Navidad en Madriz
Tres años viviendo las navidades madrileñas. Aquí supe que, para las gentes “de provincias”, la Navidad de Madrid pasa por ser el período extraoficial de fiestas de nuestra capital. Sólo encuentro otra cita popular capaz de hacerle sombra (una sombra muy tenue, aún así): El Día del Orgullo Gay. Por lo demás, la Almudena y San Isidro, más que fiestas, son períodos de éxodo en los que el madrileño tiende a poner tierra de por medio, y, el número de visitantes del resto de la nación (con perdón) no alcanza mayor competencia con el de cualquier fin de semana del año.
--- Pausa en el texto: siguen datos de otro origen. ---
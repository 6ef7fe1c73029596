//! Quality refinement by circumcenter insertion and whole-mesh rebuilds.
//!
//! Each pass:
//! 1. Queues every real triangle with an angle below `min_angle` or an area
//!    above `max_area` (the queue is bounded; overflow is counted and dropped)
//! 2. Proposes the circumcenter of each queued triangle, rejecting it when the
//!    circumcenter is undefined, lies outside the boundary (even-odd test), or
//!    is closer than the clearance to an existing or already accepted point.
//!    A circumcenter whose circumcircle already holds a point accepted in the
//!    same pass is deferred; its triangle is queued again next pass if it is
//!    still bad
//! 3. Adds the accepted points to a copy of the mesh and rebuilds that copy
//!    from scratch with the configured [`Construction`]
//! 4. Replaces the live mesh with the copy once the rebuild succeeds
//!
//! Deferral keeps every edge created in a pass at least as long as the
//! circumradius of the triangle that proposed it, so the point set stops
//! growing once no bad triangle has an inside circumcenter. Clearance checks
//! go through a hash grid rather than a scan of all vertices.
//!
//! Refinement stops after the first pass that accepts no point, or after
//! `max_passes` passes. Passes are atomic: on error the mesh holds the result
//! of the last completed pass.
//!
//! The boundary is the mesh's recorded boundary list, or its hull edges when
//! nothing is recorded, taken once when refinement starts. Rebuilds keep the
//! boundary list but not the restricted-edge flags; constraint segments are
//! not re-inserted.

use std::f64::consts::FRAC_PI_3;

use serde::{Deserialize, Serialize};
use thiserror::Error;

use crate::core::algorithms::construction::{Construction, ConstructionError};
use crate::core::algorithms::flips::LocalFlipOptimizer;
use crate::core::collections::{DEFAULT_QUEUE_CAPACITY, PointGrid, RefinementQueue};
use crate::core::mesh::{Mesh, MeshError};
use crate::geometry::point::Point;
use crate::geometry::predicates::{circumcenter, point_in_polygon};
use crate::geometry::quality::QualityBounds;

/// Default minimum angle: 20 degrees, in radians.
pub const DEFAULT_MIN_ANGLE: f64 = 20.0 * std::f64::consts::PI / 180.0;

/// Default cap on refinement passes.
pub const DEFAULT_MAX_PASSES: usize = 100;

/// Fraction of the bounding-box area used as the default maximum triangle area.
pub const DEFAULT_MAX_AREA_FRACTION: f64 = 0.01;

/// Errors raised by quality refinement.
#[derive(Debug, Clone, PartialEq, Error)]
pub enum RefinementError {
    /// The parameters are out of range.
    #[error("Invalid refinement parameters: {message}")]
    InvalidParameters {
        /// What is wrong
        message: String,
    },
    /// Adding Steiner points failed.
    #[error("Mesh error: {0}")]
    Mesh(#[from] MeshError),
    /// Rebuilding the mesh failed.
    #[error("Rebuild failed: {0}")]
    Construction(#[from] ConstructionError),
}

/// Quality targets and limits for [`QualityRefiner::refine`].
///
/// # Examples
///
/// ```rust
/// use delaunay_refine::core::algorithms::refinement::RefinementParametersBuilder;
///
/// let params = RefinementParametersBuilder::default()
///     .min_angle(25f64.to_radians())
///     .max_area(0.5)
///     .build()
///     .unwrap();
/// assert_eq!(params.max_area, Some(0.5));
/// assert_eq!(params.max_passes, 100);
///
/// assert!(RefinementParametersBuilder::default().max_passes(0).build().is_err());
/// ```
#[derive(Builder, Clone, Copy, Debug, PartialEq, Serialize, Deserialize)]
#[builder(build_fn(validate = "Self::validate"))]
pub struct RefinementParameters {
    /// Smallest acceptable angle, in radians.
    #[builder(default = "DEFAULT_MIN_ANGLE")]
    pub min_angle: f64,
    /// Largest acceptable triangle area. `None` uses 1% of the bounding-box
    /// area of the vertices present when refinement starts.
    #[builder(setter(strip_option), default)]
    pub max_area: Option<f64>,
    /// Pass cap.
    #[builder(default = "DEFAULT_MAX_PASSES")]
    pub max_passes: usize,
    /// Capacity of the per-pass candidate queue.
    #[builder(default = "DEFAULT_QUEUE_CAPACITY")]
    pub queue_capacity: usize,
    /// Minimum distance between a new point and any other vertex. `None`
    /// uses the mesh's clearance tolerance.
    #[builder(setter(strip_option), default)]
    pub clearance: Option<f64>,
}

impl Default for RefinementParameters {
    fn default() -> Self {
        Self {
            min_angle: DEFAULT_MIN_ANGLE,
            max_area: None,
            max_passes: DEFAULT_MAX_PASSES,
            queue_capacity: DEFAULT_QUEUE_CAPACITY,
            clearance: None,
        }
    }
}

fn check_min_angle(min_angle: f64) -> Result<(), String> {
    if (0.0..=FRAC_PI_3).contains(&min_angle) {
        Ok(())
    } else {
        Err(format!("min_angle must be within [0, π/3], got {min_angle}"))
    }
}

fn check_positive(name: &str, value: f64) -> Result<(), String> {
    if value.is_finite() && value > 0.0 {
        Ok(())
    } else {
        Err(format!("{name} must be finite and positive, got {value}"))
    }
}

fn check_count(name: &str, value: usize) -> Result<(), String> {
    if value == 0 {
        Err(format!("{name} must be at least 1"))
    } else {
        Ok(())
    }
}

impl RefinementParametersBuilder {
    fn validate(&self) -> Result<(), String> {
        if let Some(min_angle) = self.min_angle {
            check_min_angle(min_angle)?;
        }
        if let Some(Some(max_area)) = self.max_area {
            check_positive("max_area", max_area)?;
        }
        if let Some(Some(clearance)) = self.clearance {
            check_positive("clearance", clearance)?;
        }
        if let Some(max_passes) = self.max_passes {
            check_count("max_passes", max_passes)?;
        }
        if let Some(capacity) = self.queue_capacity {
            check_count("queue_capacity", capacity)?;
        }
        Ok(())
    }
}

impl RefinementParameters {
    /// Checks the same ranges as the builder.
    ///
    /// # Errors
    ///
    /// Returns [`RefinementError::InvalidParameters`] for an out-of-range value.
    pub fn validate(&self) -> Result<(), RefinementError> {
        let checks = || -> Result<(), String> {
            check_min_angle(self.min_angle)?;
            if let Some(max_area) = self.max_area {
                check_positive("max_area", max_area)?;
            }
            if let Some(clearance) = self.clearance {
                check_positive("clearance", clearance)?;
            }
            check_count("max_passes", self.max_passes)?;
            check_count("queue_capacity", self.queue_capacity)
        };
        checks().map_err(|message| RefinementError::InvalidParameters { message })
    }
}

/// Outcome of a refinement run.
#[derive(Debug, Clone, Copy, Default, PartialEq, Serialize, Deserialize)]
pub struct RefinementReport {
    /// Passes run, including the final pass that accepted nothing.
    pub passes: usize,
    /// Steiner points added over all passes.
    pub points_added: usize,
    /// Bad triangles dropped because the queue was full.
    pub dropped: usize,
    /// Candidates rejected for an undefined circumcenter.
    pub rejected_degenerate: usize,
    /// Candidates rejected for lying outside the boundary.
    pub rejected_outside: usize,
    /// Candidates rejected for crowding an existing point.
    pub rejected_crowded: usize,
    /// Candidates held back to the next pass because a point accepted earlier
    /// in the same pass lies inside their triangle's circumcircle.
    pub deferred: usize,
    /// `true` when a pass accepted no point before the pass cap.
    pub converged: bool,
    /// The maximum area actually enforced.
    pub max_area: f64,
}

/// Refines a mesh until it meets a [`QualityBounds`] target.
#[derive(Debug, Clone, Copy, Default, PartialEq, Eq)]
pub struct QualityRefiner {
    construction: Construction,
    optimizer: LocalFlipOptimizer,
}

impl QualityRefiner {
    /// Creates a refiner that rebuilds with `construction`.
    #[must_use]
    pub const fn new(construction: Construction, optimizer: LocalFlipOptimizer) -> Self {
        Self {
            construction,
            optimizer,
        }
    }

    /// Runs refinement passes on `mesh`.
    ///
    /// # Errors
    ///
    /// Returns [`RefinementError::InvalidParameters`] before touching the mesh,
    /// or the error of a failed pass, in which case the mesh keeps the result
    /// of the previous pass.
    ///
    /// # Examples
    ///
    /// ```rust
    /// use delaunay_refine::core::algorithms::construction::Construction;
    /// use delaunay_refine::core::algorithms::flips::LocalFlipOptimizer;
    /// use delaunay_refine::core::algorithms::refinement::{QualityRefiner, RefinementParametersBuilder};
    /// use delaunay_refine::core::mesh::Mesh;
    /// use delaunay_refine::core::vertex::PointSet;
    /// use delaunay_refine::geometry::tolerances::Tolerances;
    ///
    /// let h = 3f64.sqrt() / 2.0;
    /// let points = PointSet::from_points([[0.0, 0.0], [1.0, 0.0], [0.5, h]]).unwrap();
    /// let mut mesh = Mesh::from_point_set(&points, Tolerances::default()).unwrap();
    /// Construction::default().build(&mut mesh, &LocalFlipOptimizer::default()).unwrap();
    ///
    /// let params = RefinementParametersBuilder::default().max_area(0.2).build().unwrap();
    /// let report = QualityRefiner::default().refine(&mut mesh, &params).unwrap();
    /// assert_eq!(report.points_added, 1);
    /// assert_eq!(mesh.number_of_triangles(), 3);
    /// assert!(report.converged);
    /// ```
    pub fn refine(
        &self,
        mesh: &mut Mesh,
        params: &RefinementParameters,
    ) -> Result<RefinementReport, RefinementError> {
        params.validate()?;
        let mut report = RefinementReport::default();
        let Some(bbox) = mesh.bounding_box() else {
            report.passes = 1;
            report.converged = true;
            return Ok(report);
        };

        let bounds = QualityBounds {
            min_angle: params.min_angle,
            max_area: params
                .max_area
                .unwrap_or(DEFAULT_MAX_AREA_FRACTION * bbox.area()),
        };
        report.max_area = bounds.max_area;
        let clearance = params.clearance.unwrap_or(mesh.tolerances().clearance);

        let boundary_edges = if mesh.boundary().is_empty() {
            mesh.hull_edges()
        } else {
            mesh.boundary().to_vec()
        };
        let boundary = mesh.edge_segments(&boundary_edges)?;

        for pass in 1..=params.max_passes {
            report.passes = pass;
            let accepted = collect_candidates(
                mesh,
                &bounds,
                &boundary,
                clearance,
                params.queue_capacity,
                &mut report,
            )?;
            if accepted.is_empty() {
                report.converged = true;
                break;
            }

            let mut next = mesh.clone();
            next.clear_triangles();
            next.reserve_vertices(accepted.len())?;
            for &point in &accepted {
                next.insert_steiner_point(point)?;
            }
            self.construction.build(&mut next, &self.optimizer)?;
            *mesh = next;

            report.points_added += accepted.len();
            tracing::info!(
                pass,
                added = accepted.len(),
                triangles = mesh.number_of_triangles(),
                "refinement pass complete"
            );
        }

        if !report.converged {
            tracing::warn!(
                passes = report.passes,
                points_added = report.points_added,
                "refinement stopped at the pass limit"
            );
        }
        Ok(report)
    }
}

/// Circumcenters accepted in one pass.
fn collect_candidates(
    mesh: &Mesh,
    bounds: &QualityBounds,
    boundary: &[(Point, Point)],
    clearance: f64,
    capacity: usize,
    report: &mut RefinementReport,
) -> Result<Vec<Point>, RefinementError> {
    let mut queue = RefinementQueue::with_capacity(capacity);
    for (key, _) in mesh.real_triangles() {
        let points = mesh.triangle_points(key)?;
        if bounds.needs_refinement(points) {
            queue.push(points);
        }
    }
    if queue.dropped() > 0 {
        tracing::warn!(
            dropped = queue.dropped(),
            capacity = queue.capacity(),
            "refinement queue overflowed"
        );
        report.dropped += queue.dropped();
    }

    let mut occupied = PointGrid::with_capacity(clearance, mesh.number_of_vertices() + queue.len());
    for (_, v) in mesh.vertices() {
        occupied.insert(v.point());
    }
    let mut claimed = PointGrid::with_capacity(bounds.max_area.sqrt(), queue.len());

    let eps = mesh.tolerances().degeneracy;
    let mut accepted: Vec<Point> = Vec::new();
    while let Some([a, b, c]) = queue.pop() {
        let Some(center) = circumcenter(a, b, c, eps) else {
            report.rejected_degenerate += 1;
            continue;
        };
        if !point_in_polygon(center, boundary.iter().copied()) {
            report.rejected_outside += 1;
            continue;
        }
        if occupied.any_within(center, clearance) {
            report.rejected_crowded += 1;
            continue;
        }
        // A point accepted earlier in this pass inside this circumcircle
        // would leave an edge shorter than the circumradius.
        if claimed.any_within(center, center.distance(a)) {
            report.deferred += 1;
            continue;
        }
        tracing::debug!(%center, "steiner point accepted");
        occupied.insert(center);
        claimed.insert(center);
        accepted.push(center);
    }
    tracing::debug!(
        accepted = accepted.len(),
        occupied = occupied.len(),
        "refinement candidates collected"
    );
    Ok(accepted)
}

// =============================================================================
// TESTS
// =============================================================================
Hoy por hoy, yo, como neo-empadronado, pensaría que, en efecto, es la Navidad lo que la capital con menos tradición de Europa puede contraponer a una Semana Santa de Sevilla, a unos Sanfermines, al Carnaval de Cádiz o a las Fallas valencianas.
Dicho lo cual, se me ocurre que a Madrid le falta una tercera cosa que la diferencia, no necesariamente para mal, oigan, del resto de grandes capitales europeas. Siempre eché de menos un río (esa cosa, con algo parecido a agua, llamada Manzanares no tiene nombre) y lo de la Catedral de la Almudena, clama al cielo (nunca mejor dicho) aún más desde los infames grafittis de Kiko Argüello. Pues sí, la tercera cosa es una fiesta que atraiga al resto del país. Aunque el madrileño, chovinista por definición, diría que Madrid SIEMPRE es una fiesta. Como vivo aquí, supongo que así es. Más me vale.
Así pues, concluimos que la Navidad es la fiesta de Madrid. Y es que, si no fuera así, no cabría explicación para el hecho de que la ciudad entera, de Norte a Sur, se encuentre saturada desde el puente de la Inmaculada hasta el 8 de enero. No, no basta con la gente de la Sierra, ni con el cinturón de ciudades-dormitorio que rodea al núcleo, no. Tiene que haber venido más gente, digo yo.
Todos tenemos una madre, o un familiar, que está “deseandito de venir”, normalmente, “para ver las luces”, o “los belenes de la Plaza Mayor”. Yo creo, incluso, que el ansia oculta de todo matrimonio joven con hijos pequeños es que el menor se pierda en este último lugar. A ser posible, mientras elige figuritas de belén con un abuelo que se parezca a Pepe Isbert. Siempre que luego aparezca, claro.
Es el “Síndrome de Chencho”. Y es que el peso social del benjamín –benjamín sólo hasta que vino la “una más”, María, que por ser la decimosexta, su pobre madre, lógico, no lo contó- de “La Gran Familia” es todavía muy importante en nuestra España cuando llegan las navidades. De unos años acá, el calvo de la lotería trata de hacerle sombra, pero Chencho aguanta como un concursante de GH. Faltaría más. Y eso que el calvo, al nacer, tampoco debió de pasar desapercibido para su madre...
Pero que alguien levante la mano si no es la bajeza humana lo que le lleva a disfrutar de una escena en la que un personaje tan entrañable como Pepe Isbert se desespera -el hombre- dando vueltas por La Latina, y no por las papas bravas ni los vinos precisamente. Es dramático. Muy dramático. Después dirán que si el neo-realismo italiano, que si “Ladrón de bicicletas”... ya... sí... claro... ¡Ayyyy! Si es que no nos vendemos bien... si esa escena la llega a rodar Vittorio de Sica, estaría más que consagrada, pero claro, nosotros somos así... y tuvo que llegar Trueba para poner el cine español donde se merecía con Belle Epoque (hugh!). Ah, claro, no, el óscar anterior de Garci no cuenta, que es muy aburrido, que es muy lánguido. No, no, quita, por Dios.
Me estoy dispersando, y yo sólo quería decir que no recomiendo a nadie venir a Madrid en Navidad, como tampoco aconsejo visitar Cádiz durante los carnavales.
Porque es un coñazo. No se puede andar por la calle, casi literalmente, y la gente anda desquiciada, con el demonio en el cuerpo y ocasionando accidentes con el coche de manera voluntaria para descargar adrenalina. ¿No lo entienden? Yo tampoco. Pero es que ya lo he dicho: La gente anda desquiciada.
En resumen. La era posmoderna encontró un elemento importantísimo de transgresión cuando muchas personas se atrevieron a decir que la Navidad les deprimía. Hoy, en Madrid, los días que cabalgan entre un año y otro, ni siquiera tienen la facultad de deprimir. Simplemente estresan (más).